To make the most of closed-loop marketing, your team should fully understand the value of collecting, sharing, and analyzing data. This often requires a cultural shift, as many teams lead with intuition and only use data to solidify existing biases.

3. Ensure sales and marketing communicate regularly

If your teams don’t collaborate already, use the influence of leadership teams to set up recurring meetings where marketing and sales can get to know each other, ask questions about recent activities, and share data.

4. Review your approach to unified marketing measurement

If marketing teams don’t have a complete view of how their offline and online activities influence the customer journey, sales will be left with impartial data and unsatisfying insights. Ensure you have a marketing measurement solution that provides an accurate, unified way of measuring these channels.

5. Gain a mature approach to marketing automation

Automation isn’t absolutely necessary for closed-loop marketing, but it’s the de facto standard. An immature approach to automation will force your sales and marketing teams to spend time compiling and sending data instead of focusing on revenue-driving activities.

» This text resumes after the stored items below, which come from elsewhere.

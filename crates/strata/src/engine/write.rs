use super::Engine;
use crate::{Instance, State};

use strata_core::{
    driver::{operation::LastInsertKey, Connection},
    schema::{db::TableId, KindId},
    stmt::{self, Returning, Row, Value},
    Error, Result, WriteOp,
};

use indexmap::IndexMap;

impl Engine {
    /// Inserts a new instance, one statement per table of its kind's chain,
    /// root first.
    pub(crate) async fn insert(&self, cx: &mut dyn Connection, instance: &mut Instance) -> Result<()> {
        instance.ensure_not_destroyed()?;

        if !instance.is_new() {
            strata_core::bail!(
                "`{}` instance is already persisted",
                instance.kind_name()
            );
        }

        let schema = &self.schema;
        let pk = &schema.primary_key;
        let mapping = schema.mapping_for(instance.kind());

        for column in instance.values().keys() {
            if !mapping.columns.contains_key(column) {
                return Err(self.unknown_column(instance.kind(), column));
            }
        }

        self.apply_discriminator(instance);

        let returning = cx.capability().insert_returning;

        for (index, (table, owned)) in mapping.table_columns.iter().enumerate() {
            let mut insert = stmt::Insert::new(*table);

            if index > 0 {
                let Some(key) = instance.key(pk) else {
                    strata_core::bail!(
                        "no primary key for `{}` after inserting into `{}`",
                        instance.kind_name(),
                        schema.table_name(mapping.root_table())
                    );
                };
                insert.push(pk, key.clone());
            }

            for column in owned {
                if let Some(value) = instance.get(column) {
                    insert.push(column, value.clone());
                }
            }

            if returning {
                insert.returning = Some(Returning::Star);
            }

            let response = self
                .exec(cx, insert)
                .await
                .map_err(|err| self.write_failed(err, *table, WriteOp::Insert))?;

            if returning {
                let rows = response
                    .rows
                    .into_rows()
                    .collect()
                    .await
                    .map_err(|err| self.write_failed(err, *table, WriteOp::Insert))?;

                if let Some(row) = rows.into_iter().next() {
                    merge_returned(instance, row, index == 0, pk);
                }
            }

            if index == 0 && instance.key(pk).is_none() {
                let key = self
                    .last_insert_key(cx, *table)
                    .await
                    .map_err(|err| self.write_failed(err, *table, WriteOp::Insert))?;
                instance.store(pk, key);
            }
        }

        instance.set_state(State::Persisted);
        Ok(())
    }

    /// Sets or corrects the discriminator column of a new instance.
    ///
    /// An unset column takes the chooser's value. An explicit value is kept
    /// unless it resolves to a kind stored in a different table than the
    /// chosen value's kind.
    fn apply_discriminator(&self, instance: &mut Instance) {
        let schema = &self.schema;
        let column = &schema.discriminator.column;
        let Some(chosen) = schema
            .discriminator
            .default_value_for(schema.kind(instance.kind()))
        else {
            return;
        };

        let current = instance.get(column).filter(|value| !value.is_null());

        match current {
            None => instance.store(column, chosen),
            Some(current) if *current != chosen => {
                // Values that map to no kind stand for the instance's own kind.
                let own = instance.kind();
                let table_of = |value: &Value| {
                    let kind = schema.kind_for_value(value).unwrap_or(own);
                    schema.table_id_for(kind)
                };

                if table_of(current) != table_of(&chosen) {
                    tracing::debug!(
                        kind = %instance.kind_name(),
                        explicit = %current,
                        chosen = %chosen,
                        "replacing discriminator value stored in another table"
                    );
                    instance.store(column, chosen);
                }
            }
            Some(_) => {}
        }
    }

    async fn last_insert_key(&self, cx: &mut dyn Connection, table: TableId) -> Result<Value> {
        let op = LastInsertKey {
            table,
            primary_key: self.schema.primary_key.clone(),
        };

        let mut rows = self.exec(cx, op).await?.rows.into_rows();

        let key = match rows.next().await {
            Some(row) => row?.get(&self.schema.primary_key).cloned(),
            None => None,
        };

        key.filter(|key| !key.is_null()).ok_or_else(|| {
            strata_core::err!(
                "no key was generated by the insert into `{}`",
                self.schema.table_name(table)
            )
        })
    }

    /// Updates the row `key` of `kind`, one statement per chain table that
    /// owns a changed column.
    pub(crate) async fn update_by_key(
        &self,
        cx: &mut dyn Connection,
        kind: KindId,
        key: &Value,
        changes: &IndexMap<String, Value>,
    ) -> Result<()> {
        let schema = &self.schema;
        let pk = &schema.primary_key;
        let mapping = schema.mapping_for(kind);

        for (column, value) in changes {
            if !mapping.columns.contains_key(column) {
                return Err(self.unknown_column(kind, column));
            }

            if column == pk && value != key {
                return Err(Error::invalid_configuration(format!(
                    "primary key `{pk}` of `{}` cannot be changed",
                    schema.kind(kind).name
                )));
            }
        }

        for (table, owned) in mapping.table_columns.iter() {
            let assignments: IndexMap<_, _> = changes
                .iter()
                .filter(|(column, _)| *column != pk && owned.contains(*column))
                .map(|(column, value)| (column.clone(), value.clone()))
                .collect();

            if assignments.is_empty() {
                continue;
            }

            let update = stmt::Update {
                table: *table,
                assignments,
                filter: self.key_filter(*table, key),
            };

            self.exec(cx, update)
                .await
                .map_err(|err| self.write_failed(err, *table, WriteOp::Update))?;
        }

        Ok(())
    }

    pub(crate) async fn update(
        &self,
        cx: &mut dyn Connection,
        instance: &mut Instance,
        changes: IndexMap<String, Value>,
    ) -> Result<()> {
        instance.ensure_not_destroyed()?;
        let key = self.require_key(instance, "update")?;

        self.update_by_key(cx, instance.kind(), &key, &changes).await?;

        for (column, value) in changes {
            instance.store(column, value);
        }

        Ok(())
    }

    /// Deletes the row `key` from every table of `kind`'s chain, most derived
    /// first.
    pub(crate) async fn delete_by_key(&self, cx: &mut dyn Connection, kind: KindId, key: &Value) -> Result<()> {
        let mapping = self.schema.mapping_for(kind);

        for table in mapping.chain.iter().rev() {
            let delete = stmt::Delete {
                table: *table,
                filter: self.key_filter(*table, key),
            };

            self.exec(cx, delete)
                .await
                .map_err(|err| self.write_failed(err, *table, WriteOp::Delete))?;
        }

        Ok(())
    }

    pub(crate) async fn delete(&self, cx: &mut dyn Connection, instance: &mut Instance) -> Result<()> {
        instance.ensure_not_destroyed()?;
        let key = self.require_key(instance, "delete")?;

        self.delete_by_key(cx, instance.kind(), &key).await?;
        instance.set_state(State::Destroyed);
        Ok(())
    }

    fn require_key(&self, instance: &Instance, action: &str) -> Result<Value> {
        match instance.key(&self.schema.primary_key) {
            Some(key) => Ok(key.clone()),
            None => Err(strata_core::err!(
                "cannot {action} a `{}` instance without a primary key",
                instance.kind_name()
            )),
        }
    }

    fn write_failed(&self, err: Error, table: TableId, op: WriteOp) -> Error {
        err.context(Error::write_failed(self.schema.table_name(table), op))
    }
}

/// Merges a row returned by an insert. Later tables only contribute their own
/// columns; their key mirrors the root key.
fn merge_returned(instance: &mut Instance, row: Row, root: bool, pk: &str) {
    for (column, value) in row {
        if root || column != pk {
            instance.store(column, value);
        }
    }
}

6. Verify sales processes are working smoothly

If your sales team is still ironing out their strategy, your insights from closed-loop marketing may be unreliable. For best results, check in with the sales team and ensure they are confident in their current strategy and processes.

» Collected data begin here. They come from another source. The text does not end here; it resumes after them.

use heck::ToSnakeCase;

pub fn snake_case(src: &str) -> String {
    src.to_snake_case()
}

/// Pluralizes the last word of a snake_case identifier.
///
/// `uber_manager` becomes `uber_managers`, the leading words are untouched.
pub fn pluralize(src: &str) -> String {
    match src.rsplit_once('_') {
        Some((head, last)) => format!("{head}_{}", pluralizer::pluralize(last, 2, false)),
        None => pluralizer::pluralize(src, 2, false),
    }
}

/// The conventional table name for a type name: `UberManager` → `uber_managers`.
pub fn table_name(type_name: &str) -> String {
    pluralize(&snake_case(type_name))
}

7. Ensure you have the right technology

Your data management technologies need to support omnichannel marketing measurement, marketing automation, and your overall data-driven strategy. A measurement platform like Marketing Evolution can help you track all of your marketing touchpoints in a reliable way and provide a repository that connects marketing and sales data together.

In the end, following these seven steps will help you create a strong, collaborative strategy to start your closed-loop marketing initiative.

Final Thoughts

Closed-loop marketing allows marketing and sales to work together in a data-driven manner, providing reliable results and constant improvement in campaign performance. However, before you start employing this strategy, make sure you fully consider the cultural and technological demands that are introduced along with this process. Otherwise, the initiative could be retired before you see the impact of the closed-loop model.

Thankfully, the Marketing Evolution platform has the technological demands of closed-loop marketing covered. Our solution is the only inherently closed-loop marketing performance solution that accounts for all facets of marketing performance from exposure, to engagement, to purchasing. With the right solution to support your team’s initiative, you’ll enjoy more robust ROI straight out of the gate.